[Leseeindruck] Simone van der Vlugt - Sandrine - "Eine Liebe in den Zeiten der Revolution"

Simone van der Vlugt - Sandrine - Eine Liebe in den Zeiten der Revolution
Historischer Jugendroman

Verlag: cbt-Verlag
Umschlaggestaltung: init.büro für gestaltung, Bielefeld
Umschlagabbildung: AKG, Berlin
ISBN 13: 978-3-570-30062-6
Seiten: 224 Seiten
Erschienen: Dezember 2002
Originaltitel: „De guillotine“
Übersetzer: Siegfried Mrotzek

Zum Inhalt
Paris, 1789: Eine junge Adlige auf der Flucht vor den Jakobinern - nur knapp entkommt Sandrine dem Tod durch die Guillotine. Sie findet Unterschlupf bei einer Schusterfamilie, doch sicher kann sie auch hier nicht sein, denn überall lauert die Gefahr, entdeckt zu werden. Als Sandrine sich in einen jungen Mann verliebt, fühlt sie sich zunächst sicher, doch dann ändert sich plötzlich alles.

Meine Meinung
Ich habe bereits einen historischen Jugendroman von Simone van der Vlugt gelesen, der mir auch gut gefallen hatte, daher war ich neugierig auf diese Geschichte.
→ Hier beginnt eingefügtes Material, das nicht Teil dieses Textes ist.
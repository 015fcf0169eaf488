// Standalone MCP server binary

use anyhow::Result;
use clap::Parser;
use std::path::PathBuf;
use std::sync::Arc;
use toolhost_core::MemoryStorage;
use toolhost_mcp::tools::{ToolRegistry, WhoAmITool};
use toolhost_mcp::{Environment, McpServer, ToolhostConfig, TransportMeta};

#[derive(Parser, Debug)]
#[command(name = "toolhost-mcp", version, about = "Multi-tenant MCP tool server over stdio")]
struct Args {
    /// Path to the TOML configuration file
    #[arg(short, long, default_value = "toolhost.toml")]
    config: PathBuf,

    /// Credential presented as a bearer token on every request
    #[arg(long, env = "TOOLHOST_API_KEY", hide_env_values = true)]
    api_key: Option<String>,
}

#[tokio::main]
async fn main() -> Result<()> {
    // stdout carries protocol traffic, so logs go to stderr
    tracing_subscriber::fmt()
        .with_env_filter(
            tracing_subscriber::EnvFilter::try_from_default_env()
                .unwrap_or_else(|_| "toolhost_core=info,toolhost_mcp=info".into()),
        )
        .with_writer(std::io::stderr)
        .with_target(false)
        .init();

    let args = Args::parse();

    tracing::info!("Toolhost MCP server starting...");

    let config = ToolhostConfig::load(&args.config)?;

    let storage = Arc::new(MemoryStorage::new());

    let mut registry = ToolRegistry::new();
    registry.register(Arc::new(WhoAmITool))?;

    tracing::info!("Registered {} tools", registry.len());

    let dispatcher = config.build_dispatcher(storage, registry, Environment::new());

    let mut transport = TransportMeta::new();
    if let Some(api_key) = args.api_key.as_deref() {
        transport = transport.with_bearer(api_key);
    }

    let server = McpServer::new(Arc::new(dispatcher)).with_transport(transport);
    server.start().await?;

    Ok(())
}
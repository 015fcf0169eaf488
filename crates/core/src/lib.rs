// Core building blocks for Toolhost: hashing, rate limiting, storage and identity

pub mod hashing;
pub mod identity;
pub mod rate_limit;
pub mod storage;

pub use identity::{AuthConfig, AuthError, CredentialResolver, Identity, IdentityIndex};
pub use rate_limit::{create_rate_limiter, RateLimitConfig, RateLimiter};
pub use storage::{MemoryStorage, StorageBackend, StorageError, StorageResult};
// MCP protocol types and definitions (JSON-RPC 2.0)

use serde::{Deserialize, Serialize};

pub const JSONRPC_VERSION: &str = "2.0";

/// Protocol epochs this server can speak, newest last
pub const SUPPORTED_PROTOCOL_VERSIONS: &[&str] = &["2024-11-05", "2025-03-26", "2025-06-18"];

/// JSON-RPC error codes
pub mod error_codes {
    pub const PARSE_ERROR: i32 = -32700;
    pub const INVALID_REQUEST: i32 = -32600;
    pub const METHOD_NOT_FOUND: i32 = -32601;
    pub const INVALID_PARAMS: i32 = -32602;
    pub const INTERNAL_ERROR: i32 = -32603;

    // Application range
    pub const AUTH_REQUIRED: i32 = -32001;
    pub const AUTH_FAILED: i32 = -32002;
    pub const TOOL_NOT_FOUND: i32 = -32003;
    pub const RESOURCE_NOT_FOUND: i32 = -32004;
    pub const PROMPT_NOT_FOUND: i32 = -32005;
    pub const RATE_LIMITED: i32 = -32006;
    pub const TOOL_EXECUTION_ERROR: i32 = -32007;
    pub const TOOL_QUALITY_GATE_FAILED: i32 = -32008;
}

/// JSON-RPC 2.0 Request
#[derive(Debug, Clone, Serialize, Deserialize)]
pub struct JsonRpcRequest {
    pub jsonrpc: String,
    /// `None` only when the member is absent; `"id": null` is `Some(Null)`
    #[serde(default, deserialize_with = "present_id", skip_serializing_if = "Option::is_none")]
    pub id: Option<serde_json::Value>,
    pub method: String,
    #[serde(skip_serializing_if = "Option::is_none")]
    pub params: Option<serde_json::Value>,
}

impl JsonRpcRequest {
    pub fn new(
        id: impl Into<serde_json::Value>,
        method: impl Into<String>,
        params: serde_json::Value,
    ) -> Self {
        Self {
            jsonrpc: JSONRPC_VERSION.to_string(),
            id: Some(id.into()),
            method: method.into(),
            params: Some(params),
        }
    }

    pub fn notification(method: impl Into<String>, params: Option<serde_json::Value>) -> Self {
        Self {
            jsonrpc: JSONRPC_VERSION.to_string(),
            id: None,
            method: method.into(),
            params,
        }
    }

    pub fn is_notification(&self) -> bool {
        self.id.is_none()
    }
}

fn present_id<'de, D>(deserializer: D) -> Result<Option<serde_json::Value>, D::Error>
where
    D: serde::Deserializer<'de>,
{
    serde_json::Value::deserialize(deserializer).map(Some)
}

/// JSON-RPC 2.0 Response
#[derive(Debug, Clone, Serialize, Deserialize)]
pub struct JsonRpcResponse {
    pub jsonrpc: String,
    pub id: serde_json::Value,
    #[serde(skip_serializing_if = "Option::is_none")]
    pub result: Option<serde_json::Value>,
    #[serde(skip_serializing_if = "Option::is_none")]
    pub error: Option<JsonRpcError>,
}

impl JsonRpcResponse {
    pub fn success(id: serde_json::Value, result: serde_json::Value) -> Self {
        Self {
            jsonrpc: JSONRPC_VERSION.to_string(),
            id,
            result: Some(result),
            error: None,
        }
    }

    pub fn error(id: serde_json::Value, error: JsonRpcError) -> Self {
        Self {
            jsonrpc: JSONRPC_VERSION.to_string(),
            id,
            result: None,
            error: Some(error),
        }
    }
}

/// JSON-RPC 2.0 Error
#[derive(Debug, Clone, Serialize, Deserialize)]
pub struct JsonRpcError {
    pub code: i32,
    pub message: String,
    #[serde(skip_serializing_if = "Option::is_none")]
    pub data: Option<serde_json::Value>,
}

impl JsonRpcError {
    pub fn parse_error() -> Self {
        Self::custom(error_codes::PARSE_ERROR, "Parse error")
    }

    pub fn invalid_request(message: impl Into<String>) -> Self {
        Self::custom(error_codes::INVALID_REQUEST, message)
    }

    pub fn custom(code: i32, message: impl Into<String>) -> Self {
        Self {
            code,
            message: message.into(),
            data: None,
        }
    }

    pub fn with_data(mut self, data: serde_json::Value) -> Self {
        self.data = Some(data);
        self
    }
}

// MCP-specific protocol messages

/// Tool definition for MCP
#[derive(Debug, Clone, Serialize, Deserialize)]
pub struct ToolSchema {
    pub name: String,
    pub description: String,
    #[serde(rename = "inputSchema")]
    pub input_schema: serde_json::Value,
}

/// List tools response
#[derive(Debug, Clone, Serialize, Deserialize)]
pub struct ListToolsResult {
    pub tools: Vec<ToolSchema>,
}

/// Call tool response
#[derive(Debug, Clone, Default, Serialize, Deserialize)]
pub struct CallToolResult {
    pub content: Vec<ToolContent>,
    #[serde(rename = "isError", skip_serializing_if = "Option::is_none")]
    pub is_error: Option<bool>,
    #[serde(rename = "_meta", skip_serializing_if = "Option::is_none")]
    pub meta: Option<serde_json::Value>,
}

impl CallToolResult {
    pub fn text(text: impl Into<String>) -> Self {
        Self {
            content: vec![ToolContent::text(text)],
            is_error: None,
            meta: None,
        }
    }

    /// A tool-level failure reported to the caller as content
    pub fn error(text: impl Into<String>) -> Self {
        Self {
            content: vec![ToolContent::error(text)],
            is_error: Some(true),
            meta: None,
        }
    }
}

#[derive(Debug, Clone, PartialEq, Serialize, Deserialize)]
#[serde(tag = "type")]
pub enum ToolContent {
    #[serde(rename = "text")]
    Text { text: String },
}

impl ToolContent {
    pub fn text(text: impl Into<String>) -> Self {
        Self::Text { text: text.into() }
    }

    pub fn error(text: impl Into<String>) -> Self {
        Self::Text {
            text: format!("Error: {}", text.into()),
        }
    }
}

/// Initialize request params
#[derive(Debug, Clone, Serialize, Deserialize)]
pub struct InitializeParams {
    #[serde(rename = "protocolVersion")]
    pub protocol_version: String,
    #[serde(rename = "clientInfo")]
    pub client_info: ClientInfo,
}

#[derive(Debug, Clone, Serialize, Deserialize)]
pub struct ClientInfo {
    pub name: String,
    #[serde(default)]
    pub version: String,
}

/// Initialize response
#[derive(Debug, Clone, Serialize, Deserialize)]
pub struct InitializeResult {
    #[serde(rename = "protocolVersion")]
    pub protocol_version: String,
    pub capabilities: ServerCapabilities,
    #[serde(rename = "serverInfo")]
    pub server_info: ServerInfo,
    #[serde(skip_serializing_if = "Option::is_none")]
    pub instructions: Option<String>,
}

#[derive(Debug, Clone, Default, Serialize, Deserialize)]
pub struct ServerCapabilities {
    #[serde(skip_serializing_if = "Option::is_none")]
    pub tools: Option<ListChangedCapability>,
    #[serde(skip_serializing_if = "Option::is_none")]
    pub resources: Option<ListChangedCapability>,
    #[serde(skip_serializing_if = "Option::is_none")]
    pub prompts: Option<ListChangedCapability>,
    #[serde(skip_serializing_if = "Option::is_none")]
    pub logging: Option<serde_json::Value>,
}

#[derive(Debug, Clone, Serialize, Deserialize)]
pub struct ListChangedCapability {
    #[serde(rename = "listChanged")]
    pub list_changed: bool,
}

#[derive(Debug, Clone, Serialize, Deserialize)]
pub struct ServerInfo {
    pub name: String,
    pub version: String,
}
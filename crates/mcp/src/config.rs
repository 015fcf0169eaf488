// Server configuration and the composition root that wires it together

use crate::context::Environment;
use crate::dispatcher::{Dispatcher, DispatcherConfig};
use crate::quality::ProgressConfig;
use crate::tools::ToolRegistry;
use anyhow::{Context, Result};
use serde::{Deserialize, Serialize};
use std::path::Path;
use std::sync::Arc;
use toolhost_core::{
    create_rate_limiter, AuthConfig, CredentialResolver, IdentityIndex, RateLimitConfig,
    StorageBackend,
};

#[derive(Debug, Clone, Default, Serialize, Deserialize)]
pub struct ToolhostConfig {
    #[serde(default)]
    pub server: DispatcherConfig,

    #[serde(default)]
    pub auth: AuthConfig,

    #[serde(default)]
    pub rate_limit: RateLimitConfig,

    #[serde(default)]
    pub progress: ProgressConfig,
}

impl ToolhostConfig {
    /// Load from a TOML file, falling back to defaults when it does not exist
    pub fn load(config_path: &Path) -> Result<Self> {
        if !config_path.exists() {
            tracing::info!("Configuration file not found, using defaults");
            return Ok(Self::default());
        }

        let content = std::fs::read_to_string(config_path)
            .with_context(|| format!("Failed to read configuration file {}", config_path.display()))?;
        Self::from_toml_str(&content)
    }

    pub fn from_toml_str(content: &str) -> Result<Self> {
        toml::from_str(content).context("Failed to parse configuration file")
    }

    /// Wire the limiter, identity index, resolver and dispatcher over `storage`
    pub fn build_dispatcher(
        &self,
        storage: Arc<dyn StorageBackend>,
        registry: ToolRegistry,
        env: Environment,
    ) -> Dispatcher {
        let limiter = create_rate_limiter(self.rate_limit.clone());
        let index = Arc::new(IdentityIndex::new(storage.clone()));
        let resolver = Arc::new(CredentialResolver::new(self.auth.clone(), index, limiter));

        Dispatcher::new(self.server.clone(), Arc::new(registry), resolver, storage)
            .with_environment(Arc::new(env))
            .with_progress(&self.progress)
    }
}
Diesmal aber wurde ich leider etwas enttäuscht – sicherlich auch, weil der Klappentext schon die ganze Geschichte verrät; ich kann nur raten, diesen nicht zu lesen denn dann ist die Enttäuschung vorprogrammiert.

Leider habe ich die ganze Geschichte als sehr langatmig empfunden – es gibt zwar immer wieder kleine Höhepunkte, wo dann auch mal Spannung auftritt, aber diese hält immer nur wenige Seiten, dann rauscht sie wieder ab, und die Geschichte dümpelt leise vor sich hin. 

Es war zwar schön, viel über das Alltagsleben zur Zeit der Französischen Revolution zu lesen und das auch in verschiedenen gesellschaftlichen Schichten, ich aber hätte mir ein wenig mehr Spannung gewünscht – und das Potential dazu hätte ich die Geschichte reichlich gehabt. 

Der Schreibstil ist angenehm und lässt sie leicht lesen – so werden auch Jugendliche kein Problem mit dem Stil haben ; er passt sich sehr gut an die damalige Zeit an, ist nicht zu modern geraten und bleibt dennoch gut lesbar. Beschreibungen gibt es sehr viele, so dass ich mir alles gut vorstellen konnte, gerade aber die Beschreibungen des Alltagsgeschehen waren mir zu ausschweifend – so interessant sie waren, hätte ich sie mir doch ein wenig kompakter gewünscht.

Die Charaktere sind leider etwas zu blass geblieben, gerader auch die Protagonisten waren mir zwar nicht unsympathisch, aber leider doch bis zum Schluss noch fremd. Ich habe mit ihnen einfach nicht gefiebert und konnte mich auch nur schwer in die hineinversetzen, weil sie mir einfach nicht nahe standen.

Insgesamt hat mich diese Geschichte der Autorin leider nicht überzeugt, weil sie langatmig war und es nur wenige Höhepunkte bot, dabei hatte die Geschichte sehr viel Potential. Ich kann leider nur knappe 3 von 5 Sternen geben und es daher leider auch nur bedingt empfehlen.